Social media marketing. It’s the marketing of the future. It’s the true sign of human interaction that Google and Bing are missing in their rankings. It’s going to prevail beyond the downfall of SEO.
Like me, you may be critical of these assertions. You may hesitate to drop your traditional optimization strategies for social signals, and that’s just fine. But there’s no denying that Pinterest has been the poster child of social success in the past few years, and there’s no better time than right now to make it a part of your marketing strategy.

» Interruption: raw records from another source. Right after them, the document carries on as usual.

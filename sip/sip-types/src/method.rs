use crate::ParseError;
use crate::parse::{IResult, parse_complete};
use nom::branch::alt;
use nom::bytes::complete::tag_no_case;
use nom::combinator::value;
use std::fmt;
use std::str::FromStr;

macro_rules! methods {
    ($($(#[$comments:meta])* $print:literal, $ident:ident;)+) => {
        /// Request method the probe is able to send.
        ///
        /// # Example
        ///
        /// ```
        /// use sipcheck_types::Method;
        ///
        /// let method: Method = "invite".parse().unwrap();
        ///
        /// assert_eq!(method, Method::Invite);
        /// assert_eq!(method.to_string(), "INVITE");
        /// ```
        #[derive(Debug, Clone, Copy, Eq, PartialEq, Hash)]
        pub enum Method {
            $($(#[$comments])* $ident,)+
        }

        impl Method {
            /// Returns the method token as it appears on the wire
            pub fn as_str(self) -> &'static str {
                match self {
                    $(Method::$ident => $print,)+
                }
            }

            pub(crate) fn parse(i: &str) -> IResult<&str, Self> {
                alt((
                    $(value(Method::$ident, tag_no_case($print)),)+
                ))(i)
            }
        }
    };
}

methods! {
    /// Asks the server for its capabilities
    "OPTIONS", Options;
    /// Starts a session, may be answered with provisional responses first
    "INVITE", Invite;
}

impl fmt::Display for Method {
    fn fmt(&self, f: &mut fmt::Formatter<'_>) -> fmt::Result {
        f.write_str(self.as_str())
    }
}

impl FromStr for Method {
    type Err = ParseError;

    fn from_str(s: &str) -> Result<Self, Self::Err> {
        parse_complete(s, Method::parse).ok_or_else(|| ParseError::Method(s.into()))
    }
}
use clap::Parser;
use sip_core::{ConfigError, Expected, RequestConfig};
use sip_types::{Method, TransportKind};
use std::net::IpAddr;
use std::path::PathBuf;
use std::time::Duration;

/// Send a single SIP request and check the status codes of the responses
#[derive(Debug, Parser)]
#[command(name = "sipcheck", version)]
pub(crate) struct Args {
    /// Hostname or IP address of the SIP server
    #[arg(short = 'H', long)]
    pub(crate) host: String,

    /// Server port, 5060 (5061 for TLS) if not given
    #[arg(short, long)]
    pub(crate) port: Option<u16>,

    /// udp, tcp or tls
    #[arg(short, long, default_value = "udp")]
    pub(crate) transport: TransportKind,

    /// Local address to send from, detected from the route to the server if not given
    #[arg(long)]
    pub(crate) local_ip: Option<IpAddr>,

    /// Local port, 0 lets the system choose
    #[arg(short, long, default_value_t = 0)]
    pub(crate) local_port: u16,

    /// Request-URI, defaults to `sip:<host>:<port>`
    #[arg(short = 'u', long)]
    pub(crate) request_uri: Option<String>,

    /// From URI, defaults to `sip:sipcheck@<host>`
    #[arg(short, long)]
    pub(crate) from_uri: Option<String>,

    /// Comma separated list of expected status codes, an empty entry accepts any code
    #[arg(short, long)]
    pub(crate) expect: Option<Expected>,

    /// Timeout in seconds for connecting, sending and receiving
    #[arg(short = 'T', long, default_value_t = 10.0)]
    pub(crate) timeout: f64,

    /// Do not verify the TLS certificate of the server
    #[arg(long)]
    pub(crate) no_verify: bool,

    /// CA certificate file or directory of PEM files to verify the server with
    #[arg(long)]
    pub(crate) ca_path: Option<PathBuf>,

    /// options or invite
    #[arg(short, long, default_value = "options")]
    pub(crate) method: Method,

    /// Log the exchange and dump request and responses to stderr
    #[arg(short, long)]
    pub(crate) debug: bool,
}

impl Args {
    pub(crate) fn to_config(&self) -> Result<RequestConfig, ConfigError> {
        let timeout =
            Duration::try_from_secs_f64(self.timeout).map_err(|_| ConfigError::InvalidTimeout)?;

        let mut builder = RequestConfig::builder(self.host.as_str(), self.transport);

        builder
            .local_port(self.local_port)
            .method(self.method)
            .timeout(timeout)
            .verify_tls(!self.no_verify)
            .debug(self.debug);

        if let Some(port) = self.port {
            builder.server_port(port);
        }

        if let Some(local_ip) = self.local_ip {
            builder.local_ip(local_ip);
        }

        if let Some(uri) = &self.request_uri {
            builder.request_uri(uri.as_str());
        }

        if let Some(uri) = &self.from_uri {
            builder.from_uri(uri.as_str());
        }

        if let Some(expected) = &self.expect {
            builder.expected(expected.clone());
        }

        if let Some(ca_path) = &self.ca_path {
            builder.ca_path(ca_path.as_path());
        }

        builder.build()
    }
}

/// First line of a clap error without its `error: ` prefix
pub(crate) fn parse_error_message(error: &clap::Error) -> String {
    let rendered = error.to_string();
    let first = rendered.lines().next().unwrap_or_default();

    first.strip_prefix("error: ").unwrap_or(first).trim().to_owned()
}
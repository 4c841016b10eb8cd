//! Parsing utilities shared by the vocabulary types

pub(crate) type IResult<I, O> = nom::IResult<I, O, nom::error::VerboseError<I>>;

pub(crate) fn whitespace(c: char) -> bool {
    matches!(c, ' ' | '\t')
}

/// Runs `parser` on the trimmed input and requires it to consume everything
pub(crate) fn parse_complete<'i, O>(
    i: &'i str,
    parser: impl FnMut(&'i str) -> IResult<&'i str, O>,
) -> Option<O> {
    nom::combinator::all_consuming(parser)(i.trim())
        .ok()
        .map(|(_, o)| o)
}
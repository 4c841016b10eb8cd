//! Core of the sipcheck SIP health check
//!
//! Sends a single OPTIONS or INVITE request over UDP, TCP or TLS and classifies the
//! status codes of the responses against an expectation.
//!
//! ```no_run
//! use sipcheck_core::{RequestConfig, TransportKind, exchange};
//!
//! # async fn check() -> Result<(), Box<dyn std::error::Error>> {
//! let config = RequestConfig::builder("sip.example.com", TransportKind::Udp)
//!     .expected("200".parse()?)
//!     .build()?;
//!
//! match exchange::run(&config).await {
//!     Ok(result) => println!("{}", result.verdict()),
//!     Err(e) => println!("{}", sipcheck_core::Verdict::from(&e)),
//! }
//! # Ok(())
//! # }
//! ```

mod builder;
mod config;
mod error;
pub mod exchange;
mod ident;
pub mod transport;
mod verdict;

pub use builder::{MessageBuilder, SipMessage};
pub use config::{DEFAULT_TIMEOUT, Expected, RequestConfig, RequestConfigBuilder};
pub use error::{ConfigError, Error, Result};
pub use exchange::{ExchangeResult, run};
pub use ident::{IdGenerator, Identifiers, RFC3261_BRANCH_PREFIX};
pub use sip_types::{Code, Method, TransportKind};
pub use verdict::{Status, Verdict};
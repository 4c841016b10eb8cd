//! Connection establishment for the three supported transports.
//!
//! An exchange opens exactly one transport, uses it for one request and drops it.

use crate::config::RequestConfig;
use crate::error::{Error, Result};
use bytes::BytesMut;
use sip_types::TransportKind;
use std::fmt::{Debug, Display};
use std::io;
use std::net::{IpAddr, Ipv4Addr, Ipv6Addr, SocketAddr};
use tokio::net::{UdpSocket, lookup_host};

mod lines;
pub mod rustls;
pub mod streaming;
pub mod tcp;
pub mod udp;

pub use lines::{LineDecoder, LineReader};

/// Abstraction over a connected transport
#[async_trait::async_trait]
pub trait Transport: Debug + Display + Send {
    /// Must return the name of the transport. (e.g. UDP, TCP, TLS)
    fn name(&self) -> &'static str;

    /// The local address of the transport
    fn bound(&self) -> SocketAddr;

    /// Address of the server the transport is connected to
    fn peer(&self) -> SocketAddr;

    /// Write the complete message or fail
    async fn send(&mut self, message: &[u8]) -> io::Result<()>;

    /// Append received bytes to `buffer`.
    ///
    /// Returns the number of bytes received, `0` if the peer closed the connection.
    async fn recv(&mut self, buffer: &mut BytesMut) -> io::Result<usize>;
}

/// Server and local address of an exchange
#[derive(Debug, Clone, Copy, PartialEq, Eq)]
pub struct Resolved {
    pub server: SocketAddr,
    pub local_ip: IpAddr,
}

/// Resolve the server address and pick the local address to send from.
///
/// If no local address is configured the address the system would route the request from
/// is used.
pub async fn resolve(config: &RequestConfig) -> Result<Resolved> {
    let transport = config.transport();

    let resolution_error = |source| Error::AddressResolution {
        transport,
        address: config.server_address().to_owned(),
        source,
    };

    let mut addrs = lookup_host((config.server_address(), config.server_port()))
        .await
        .map_err(resolution_error)?;

    let server = match config.local_ip() {
        Some(local_ip) => addrs.find(|addr| addr.is_ipv4() == local_ip.is_ipv4()),
        None => addrs.next(),
    }
    .ok_or_else(|| {
        resolution_error(io::Error::new(
            io::ErrorKind::NotFound,
            "no usable address found",
        ))
    })?;

    let local_ip = match config.local_ip() {
        Some(local_ip) => local_ip,
        None => detect_local_ip(server)
            .await
            .map_err(|e| Error::transport(transport, e))?,
    };

    log::debug!("resolved {} to {server}, sending from {local_ip}", config.server_address());

    Ok(Resolved { server, local_ip })
}

/// Let the system select a route to `server` by connecting a throw-away UDP socket
async fn detect_local_ip(server: SocketAddr) -> io::Result<IpAddr> {
    let unspecified: IpAddr = match server {
        SocketAddr::V4(_) => Ipv4Addr::UNSPECIFIED.into(),
        SocketAddr::V6(_) => Ipv6Addr::UNSPECIFIED.into(),
    };

    let socket = UdpSocket::bind((unspecified, 0)).await?;
    socket.connect(server).await?;

    Ok(socket.local_addr()?.ip())
}

/// Connect the configured transport kind to the resolved server
pub async fn connect(config: &RequestConfig, resolved: &Resolved) -> Result<Box<dyn Transport>> {
    let transport = config.transport();
    let to_error = |e| Error::transport(transport, e);

    let connected: Box<dyn Transport> = match transport {
        TransportKind::Udp => {
            let local = SocketAddr::new(resolved.local_ip, config.local_port());

            Box::new(udp::Udp::connect(local, resolved.server).await.map_err(to_error)?)
        }
        TransportKind::Tcp => {
            let stream = tcp::connect(resolved.local_ip, resolved.server)
                .await
                .map_err(to_error)?;

            Box::new(streaming::Streaming::new(stream).map_err(to_error)?)
        }
        TransportKind::Tls => {
            let stream = tcp::connect(resolved.local_ip, resolved.server)
                .await
                .map_err(to_error)?;
            let stream = rustls::connect(config, stream).await.map_err(to_error)?;

            Box::new(streaming::Streaming::new(stream).map_err(to_error)?)
        }
    };

    log::debug!("connected {connected}");

    Ok(connected)
}

/// Resolve and connect, returns the transport and the local address used
pub async fn open(config: &RequestConfig) -> Result<(Box<dyn Transport>, IpAddr)> {
    let resolved = resolve(config).await?;
    let transport = connect(config, &resolved).await?;

    Ok((transport, resolved.local_ip))
}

You heard a lot about the crazy exponential growth of Pinterest back toward the end of 2011. But what you may not know is that even though it hasn’t been so dramatic, Pinterest is still growing, largely due to their increasing presence on the mobile Web during the second half of last year. People just love to pin it.
Even more interesting is the unique demographic split. Unlike other social networks, such as Tumblr and Instagram, which are primarily made up of a 30-and-under audience, Pinterest is split almost perfectly between the age ranges of 18-29, 30-49, and 50-64, with an audience just above or below 15 percent of the Internet-using population of each. This has led to great results for big department stores or retailers like Starbucks, who are able to “sell without selling” (by reinforcing their brand, and keeping their products at the front of their customers’ minds). And it can lead to great results for your business, too.
Time to Get Started!
If you don’t have a Pinterest account yet, it’s time to make one. You can’t change your username once you’ve signed up, so use your business name or the username you’ve used across other social sites. Setting up your profile is easy, but if you need a refresher, read these Pinterest for business tips.

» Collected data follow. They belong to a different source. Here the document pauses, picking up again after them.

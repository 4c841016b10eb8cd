//! Monitoring plugin result

use crate::error::{ConfigError, Error};
use std::fmt;

/// Severity reported to the monitoring supervisor
#[derive(Debug, Clone, Copy, PartialEq, Eq, PartialOrd, Ord, Hash)]
pub enum Status {
    Ok,
    Warning,
    Critical,
    /// The check could not be performed, e.g. because of invalid arguments
    Unknown,
}

impl Status {
    pub fn exit_code(self) -> i32 {
        match self {
            Status::Ok => 0,
            Status::Warning => 1,
            Status::Critical => 2,
            Status::Unknown => 3,
        }
    }

    pub fn label(self) -> &'static str {
        match self {
            Status::Ok => "OK",
            Status::Warning => "WARNING",
            Status::Critical => "CRITICAL",
            Status::Unknown => "UNKNOWN",
        }
    }
}

impl fmt::Display for Status {
    fn fmt(&self, f: &mut fmt::Formatter<'_>) -> fmt::Result {
        f.write_str(self.label())
    }
}

/// Status and human readable message, printed as `SIP <STATUS> - <message>[ | <perfdata>]`
#[derive(Debug, Clone, PartialEq, Eq)]
pub struct Verdict {
    pub status: Status,
    pub message: String,
    pub perfdata: Option<String>,
}

impl Verdict {
    pub fn new<S: Into<String>>(status: Status, message: S) -> Self {
        Self {
            status,
            message: message.into(),
            perfdata: None,
        }
    }

    pub fn unknown<S: Into<String>>(message: S) -> Self {
        Self::new(Status::Unknown, message)
    }

    pub fn with_perfdata<S: Into<String>>(mut self, perfdata: S) -> Self {
        self.perfdata = Some(perfdata.into());
        self
    }

    pub fn exit_code(&self) -> i32 {
        self.status.exit_code()
    }
}

impl From<&Error> for Verdict {
    fn from(error: &Error) -> Self {
        Verdict::new(Status::Critical, error.to_string())
    }
}

impl From<&ConfigError> for Verdict {
    fn from(error: &ConfigError) -> Self {
        Verdict::unknown(error.to_string())
    }
}

impl fmt::Display for Verdict {
    fn fmt(&self, f: &mut fmt::Formatter<'_>) -> fmt::Result {
        write!(f, "SIP {} - {}", self.status, self.message)?;

        if let Some(perfdata) = &self.perfdata {
            write!(f, " | {perfdata}")?;
        }

        Ok(())
    }
}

One of the most important parts of configuring your account is verifying your website. Doing so will give you access to Pinterest’s Web Analytics, powerful free tools for tracking the success of your pins.
When it comes to pinning, you might need to take one of two slightly different approaches, depending on if you already have great product photos on your business site. Read on for the two options:
If You Have Great Product Photos
If you have an eCommerce store with beautiful shots of your products, you’ve already won half the battle. (You’ve really got it made if you sell jewelry, dresses, crafts, wedding garb or accessories, quirky gift objects, or anything related to cooking/baking.) Retailers naturally fit into Pinterest’s image bookmarking model.

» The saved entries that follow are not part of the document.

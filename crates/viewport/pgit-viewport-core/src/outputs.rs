//! Notifications drained by the widget after each host callback.
//!
//! Controllers never call into the widget. They append to an outbox that the
//! widget drains with `take_events()` and re-renders from.

use std::time::Duration;

use serde::{Deserialize, Serialize};

use crate::ids::{SessionId, TargetId};
use crate::media::{LoadFailure, MediaPhase};

#[derive(Clone, Debug, PartialEq, Serialize, Deserialize)]
#[serde(tag = "type", rename_all = "snake_case")]
pub enum RevealEvent {
    /// A target finished its stagger delay and should animate in.
    Revealed {
        target: TargetId,
        index: u32,
        at: Duration,
    },
    /// Visibility detection is unavailable; every target was revealed at once.
    FailedOpen { targets: Vec<TargetId> },
}

#[derive(Clone, Debug, PartialEq, Serialize, Deserialize)]
#[serde(tag = "type", rename_all = "snake_case")]
pub enum MediaEvent {
    PhaseChanged {
        session: SessionId,
        from: MediaPhase,
        to: MediaPhase,
    },
    /// The host refused to start playback; the phase is unchanged.
    PlayRejected { session: SessionId, reason: String },
    /// The source failed; the session is now in its terminal `Error` phase.
    LoadFailed {
        session: SessionId,
        cause: LoadFailure,
    },
}

/// Append-only event buffer with a drain accessor.
#[derive(Clone, Debug, PartialEq)]
pub struct Outbox<E> {
    events: Vec<E>,
}

impl<E> Default for Outbox<E> {
    fn default() -> Self {
        Self { events: Vec::new() }
    }
}

impl<E> Outbox<E> {
    #[inline]
    pub fn push(&mut self, event: E) {
        self.events.push(event);
    }

    #[inline]
    pub fn take(&mut self) -> Vec<E> {
        std::mem::take(&mut self.events)
    }

    #[inline]
    pub fn is_empty(&self) -> bool {
        self.events.is_empty()
    }

    #[inline]
    pub fn len(&self) -> usize {
        self.events.len()
    }
}
//! Visibility observation capability.
//!
//! A host registers a fixed set of targets and later delivers
//! [`VisibilityEvent`]s for them. Events are reported on every change of the
//! `intersecting` flag, not only on first entry: the reveal controller only
//! cares about the first one, the playback controller needs both directions.

use serde::{Deserialize, Serialize};

use crate::config::ObserverConfig;
use crate::ids::{SubscriptionId, TargetId};

/// One intersection change for one target.
#[derive(Copy, Clone, Debug, PartialEq, Serialize, Deserialize)]
pub struct VisibilityEvent {
    pub subscription: SubscriptionId,
    pub target: TargetId,
    /// True while at least `threshold_fraction` of the target is visible.
    pub intersecting: bool,
    #[serde(default)]
    pub ratio: f32,
}

/// Viewport-intersection detection provided by the rendering layer.
pub trait VisibilityHost {
    /// Start watching `targets`. Returns `None` when the environment has no
    /// visibility detection (static render, old runtime); callers fail open.
    fn observe(&mut self, targets: &[TargetId], config: &ObserverConfig)
        -> Option<SubscriptionId>;

    /// Stop watching and release the observation. Must tolerate unknown ids.
    fn cancel(&mut self, subscription: SubscriptionId);
}

/// Host without visibility detection.
#[derive(Debug, Default, Clone, Copy)]
pub struct NoVisibility;

impl VisibilityHost for NoVisibility {
    fn observe(&mut self, _: &[TargetId], _: &ObserverConfig) -> Option<SubscriptionId> {
        None
    }

    fn cancel(&mut self, _: SubscriptionId) {}
}

/// Controller-side handle on a live observation.
#[derive(Debug, Clone, PartialEq, Eq)]
pub struct Subscription {
    id: SubscriptionId,
    active: bool,
}

impl Subscription {
    /// Register `targets` with the host. `None` means the capability is missing.
    pub fn open(
        host: &mut dyn VisibilityHost,
        targets: &[TargetId],
        config: &ObserverConfig,
    ) -> Option<Self> {
        host.observe(targets, config)
            .map(|id| Self { id, active: true })
    }

    #[inline]
    pub fn id(&self) -> SubscriptionId {
        self.id
    }

    #[inline]
    pub fn is_active(&self) -> bool {
        self.active
    }

    /// Liveness check applied at every event entry point.
    #[inline]
    pub fn accepts(&self, event: &VisibilityEvent) -> bool {
        self.active && event.subscription == self.id
    }

    /// Release the observation. Safe to call any number of times.
    pub fn cancel(&mut self, host: &mut dyn VisibilityHost) {
        if self.active {
            host.cancel(self.id);
            self.active = false;
        }
    }
}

Who is your ideal customer? You might have one perfect type of customer, but most likely, you have several. Don’t just think in terms of hard and fast demographics, but instead in terms of personality types. Though Pinterest is still composed of primarily women, communities already exist around a number of hobbies, interests, and personality traits. Are your target customers eco-conscious consumers and animal activists? Are they planning their wedding or homeschooling a child or planting a garden? Are they doing DIY renovations to their home? Do they love to cook? There are a number of target demographics that have huge influence on Pinterest. Find the ones that suit your business and latch on.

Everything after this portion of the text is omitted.